Двое других посмотрели на него.

— Почему ты так думаешь? — спросила Катрина.

Сон Мин криво улыбнулся.

— Я мог бы прочитать целую лекцию об этом, но давайте просто скажем, что это вывод из большого количества едва видных деталей, которые я замечаю, а вы нет. Но я, конечно, могу ошибаться.

— Ты не ошибаешься, — сказал Харри.

Теперь они смотрели на него.

Он прочистил горло.

— Помнишь, я спрашивал, слышали ли вы о «Вилле Данте»?

Катрина кивнула.

— На самом деле это клуб под названием «Вторники», просто теперь работает под другой вывеской.

— Звучит знакомо, — сказала она.

— Эксклюзивный гей-клуб, который был на слуху несколько лет назад, — сказал Сон Мин. — Его закрыли, когда там изнасиловали несовершеннолетнего мальчика. Его сравнивали со «Студией 54», с гей-баром в Нью-Йорке. Потому что он работал ровно столько же, 33 месяца.

— Теперь я вспомнила, — сказала Катрина. — Мы назвали это «делом бабочки», потому что мальчик сказал, что на маске насильника была изображена бабочка. Но разве они закрылись не из-за того, что официанты, разносившие алкоголь, были младше восемнадцати лет?

— Это была официальная причина, — сказал Сон Мин. — Суд не был готов признать, что деятельность клуба подпадает под сферу частных функций, и, следовательно, постановил, что они нарушили законы о лицензировании.

— У меня есть основания полагать, что Маркус Рё часто посещал «Виллу Данте», — сказал Харри. — Я нашёл членскую карточку и кошачью маску в карманах этого костюма. Который принадлежал ему.

Сон Мин приподнял бровь.

— Ты… э-э, носишь его костюм?

— К чему ты клонишь, Харри? — голос Катрины стал резким, взгляд жёстким.

Харри глубоко вздохнул. Он всё ещё мог оставить всё как есть.

— Похоже, на «Вилле Данте» по-прежнему проводятся вечеринки по вторникам. Если Рё так обеспокоен, чтобы никто не знал о его ориентации, как вы полагаете, у него может быть алиби на те ночи, когда были убиты Сюсанна и Бертина, просто это не то алиби, которое он нам предоставил.

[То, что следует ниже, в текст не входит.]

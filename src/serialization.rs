//! serialization support for calculator results
use rust_decimal::Decimal;
use serde::{Deserialize, Serialize};

use crate::calculator::MortgageCalculator;
use crate::decimal::Money;
use crate::errors::Result;

/// inputs and results as shown on the results screen
#[derive(Debug, Clone, PartialEq, Serialize, Deserialize)]
pub struct MortgageSummary {
    pub amount: Money,
    pub years: u32,
    pub rate_percentage: Decimal,
    pub payment_count: u64,
    pub monthly_payment: Money,
    pub total_payment: Money,
    pub formatted_amount: String,
    pub formatted_monthly_payment: String,
    pub formatted_total_payment: String,
}

impl MortgageSummary {
    pub fn from_calculator(calc: &MortgageCalculator) -> Result<Self> {
        let monthly_payment = calc.monthly_payment()?;
        let total_payment = calc.total_payment()?;
        let format = calc.currency_format();

        Ok(MortgageSummary {
            amount: calc.amount(),
            years: calc.years(),
            rate_percentage: calc.rate().as_percentage(),
            payment_count: calc.payment_count(),
            monthly_payment,
            total_payment,
            formatted_amount: format.format(calc.amount()),
            formatted_monthly_payment: format.format(monthly_payment),
            formatted_total_payment: format.format(total_payment),
        })
    }

    /// convert to pretty-printed json string
    pub fn to_json_pretty(&self) -> Result<String> {
        Ok(serde_json::to_string_pretty(self)?)
    }
}

impl MortgageCalculator {
    pub fn summary(&self) -> Result<MortgageSummary> {
        MortgageSummary::from_calculator(self)
    }

    /// pretty json of the current summary
    pub fn json(&self) -> Result<String> {
        self.summary()?.to_json_pretty()
    }
}

#[cfg(test)]
mod tests {
    use super::*;
    use crate::errors::MortgageError;
    use rust_decimal_macros::dec;

    #[test]
    fn test_summary_of_defaults() {
        let summary = MortgageCalculator::new().summary().unwrap();
        assert_eq!(summary.years, 30);
        assert_eq!(summary.rate_percentage, dec!(3.5));
        assert_eq!(summary.payment_count, 360);
        assert_eq!(summary.formatted_amount, "$100,000.00");
        assert_eq!(summary.formatted_monthly_payment, "$449.04");
        assert_eq!(summary.formatted_total_payment, "$161,654.40");
    }

    #[test]
    fn test_json_fields() {
        let json = MortgageCalculator::new().json().unwrap();
        let value: serde_json::Value = serde_json::from_str(&json).unwrap();
        assert_eq!(value["monthly_payment"], "449.04");
        assert_eq!(value["formatted_total_payment"], "$161,654.40");
        assert_eq!(value["years"], 30);
    }

    #[test]
    fn test_json_amounts_carry_cents() {
        let mut calc = MortgageCalculator::new();
        calc.update(Money::from_major(120_000), 10, crate::decimal::Rate::ZERO);
        let value: serde_json::Value = serde_json::from_str(&calc.json().unwrap()).unwrap();
        assert_eq!(value["monthly_payment"], "1000.00");
        assert_eq!(value["total_payment"], "120000.00");
    }

    #[test]
    fn test_summary_propagates_invalid_term() {
        let mut calc = MortgageCalculator::new();
        calc.set_years(0);
        assert!(matches!(calc.summary(), Err(MortgageError::InvalidTerm { .. })));
        assert!(calc.json().is_err());
    }
}
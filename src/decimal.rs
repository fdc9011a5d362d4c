use rust_decimal::{Decimal, RoundingStrategy};
use serde::{Deserialize, Serialize};
use std::fmt;
use std::ops::Mul;
use std::str::FromStr;

/// Money type backed by an exact base-10 decimal
#[derive(Debug, Clone, Copy, PartialEq, Eq, PartialOrd, Ord, Hash, Serialize, Deserialize, Default)]
pub struct Money(Decimal);

impl Money {
    pub const ZERO: Money = Money(Decimal::ZERO);
    pub const ONE: Money = Money(Decimal::ONE);
    pub const CENT: Money = Money(Decimal::from_parts(1, 0, 0, false, 2));

    /// create from decimal
    pub fn from_decimal(d: Decimal) -> Self {
        Money(d)
    }

    /// create from string with exact parsing
    pub fn from_str_exact(s: &str) -> Result<Self, rust_decimal::Error> {
        Ok(Money(Decimal::from_str_exact(s)?))
    }

    /// create from integer amount (dollars)
    pub fn from_major(amount: i64) -> Self {
        Money(Decimal::from(amount))
    }

    /// create from minor amount, e.g. `from_minor(44904, 2)` is 449.04
    pub fn from_minor(amount: i64, scale: u32) -> Self {
        Money(Decimal::new(amount, scale))
    }

    /// get underlying decimal
    pub fn as_decimal(&self) -> Decimal {
        self.0
    }

    /// round to `dp` places, halves away from zero
    pub fn round_dp(&self, dp: u32) -> Self {
        Money(self.0.round_dp_with_strategy(dp, RoundingStrategy::MidpointAwayFromZero))
    }

    /// round to whole cents, always carrying two decimal places
    pub fn round_to_cents(&self) -> Self {
        let mut cents = self.round_dp(2).0;
        cents.rescale(2);
        Money(cents)
    }

    /// true for strictly negative amounts; negative zero is not negative
    pub fn is_negative(&self) -> bool {
        self.0 < Decimal::ZERO
    }

    pub fn abs(&self) -> Self {
        Money(self.0.abs())
    }

    /// multiply by a payment count, `None` when the result leaves decimal range
    pub fn checked_mul_count(&self, count: u64) -> Option<Self> {
        self.0.checked_mul(Decimal::from(count)).map(Money)
    }
}

impl fmt::Display for Money {
    fn fmt(&self, f: &mut fmt::Formatter<'_>) -> fmt::Result {
        write!(f, "{}", self.0)
    }
}

impl FromStr for Money {
    type Err = rust_decimal::Error;

    fn from_str(s: &str) -> Result<Self, Self::Err> {
        Money::from_str_exact(s)
    }
}

impl From<Decimal> for Money {
    fn from(d: Decimal) -> Self {
        Money::from_decimal(d)
    }
}

impl Mul<Decimal> for Money {
    type Output = Money;

    fn mul(self, other: Decimal) -> Money {
        Money(self.0 * other)
    }
}

/// rate type for interest rates, stored as a decimal fraction
#[derive(Debug, Clone, Copy, PartialEq, Eq, PartialOrd, Ord, Hash, Serialize, Deserialize, Default)]
pub struct Rate(Decimal);

impl Rate {
    pub const ZERO: Rate = Rate(Decimal::ZERO);

    /// create from decimal (e.g., 0.035 for 3.5%)
    pub fn from_decimal(d: Decimal) -> Self {
        Rate(d)
    }

    /// create from percentage (e.g., 3.5 for 3.5%)
    pub fn from_percentage(p: Decimal) -> Self {
        Rate(p / Decimal::ONE_HUNDRED)
    }

    /// create from basis points (e.g., 350 for 3.5%)
    pub fn from_bps(bps: u32) -> Self {
        Rate(Decimal::from(bps) / Decimal::from(10000))
    }

    /// parse a decimal fraction such as "0.035"
    pub fn from_str_exact(s: &str) -> Result<Self, rust_decimal::Error> {
        Ok(Rate(Decimal::from_str_exact(s)?))
    }

    pub fn as_decimal(&self) -> Decimal {
        self.0
    }

    /// get as percentage, trailing zeros stripped
    pub fn as_percentage(&self) -> Decimal {
        (self.0 * Decimal::ONE_HUNDRED).normalize()
    }

    pub fn is_zero(&self) -> bool {
        self.0.is_zero()
    }

    pub fn is_negative(&self) -> bool {
        self.0 < Decimal::ZERO
    }

    /// monthly rate from annual rate
    pub fn monthly_rate(&self) -> Rate {
        Rate(self.0 / Decimal::from(12))
    }
}

impl fmt::Display for Rate {
    fn fmt(&self, f: &mut fmt::Formatter<'_>) -> fmt::Result {
        write!(f, "{}%", self.as_percentage())
    }
}

impl From<Decimal> for Rate {
    fn from(d: Decimal) -> Self {
        Rate::from_decimal(d)
    }
}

— Ты хочешь сказать, — медленно произнесла Катрина, в то время как Харри чувствовал, что её глаза сверлят его насквозь, — что мы арестовали человека с более надёжным алиби, чем то, что ему предоставила жена. Что он был в гей-клубе. Но не хочет, чтобы кто-нибудь знал об этом?

— Я просто говорю, что это возможно.

— Ты хочешь сказать, что, возможно, Рё предпочёл бы рискнуть тюрьмой, чем раскрыть свою сексуальную ориентацию? — её голос был монотонным, но в нём слышалось нечто, о чём Харри мог догадаться: чистый, неподдельный гнев.

Харри посмотрел на Сон Мина, который кивнул.

— Я встречал людей, которые скорее умерли бы, чем решились бы на каминг-аут, — сказал Сон Мин. — Мы могли бы полагать, что в этом плане наше общество стало прогрессивным, но, к сожалению, это не так. Стыд, отвращение к себе, осуждение — всё это не осталось в прошлом. Особенно для представителей поколения Рё.

— И учитывая историю и положение его семьи, — добавил Харри. — Я видел фотографии его предков. Они не были похожи на мужчин, которые передали бы бразды правления бизнесом кому-то, кто занимается сексом с мужчинами.

Катрина всё ещё не сводила глаз с Харри.

— Так скажи мне, что бы ты сделал?

— Я?

— Да, ты. Ты ведь не просто так нам это рассказываешь, верно?

— Что ж. — Он сунул руку в карман и протянул ей записку. — Я бы воспользовался возможностью этого допроса, чтобы задать ему эти два вопроса.

Он наблюдал, как Катрина читает записку, пока они слушали голос Крона, доносящийся из громкоговорителя.

— …прошло больше часа, и мой клиент ответил на все ваши вопросы, на большинство из них по два-три раза. Либо мы можем остановиться на этом, либо я хотел бы, чтобы моё возражение было занесено в протокол.

Главный интервьюер и её коллега посмотрели друг на друга.

— Хорошо, — сказала ведущий интервьюер, посмотрела на настенные часы и заметила Катрину, которая стояла у приоткрытой двери комнаты для допросов. Она подошла к Братт, взяла записку и выслушала. Харри заметил вопросительный взгляд Крона. Затем ведущий интервьюер вернулась за стол и откашлялась.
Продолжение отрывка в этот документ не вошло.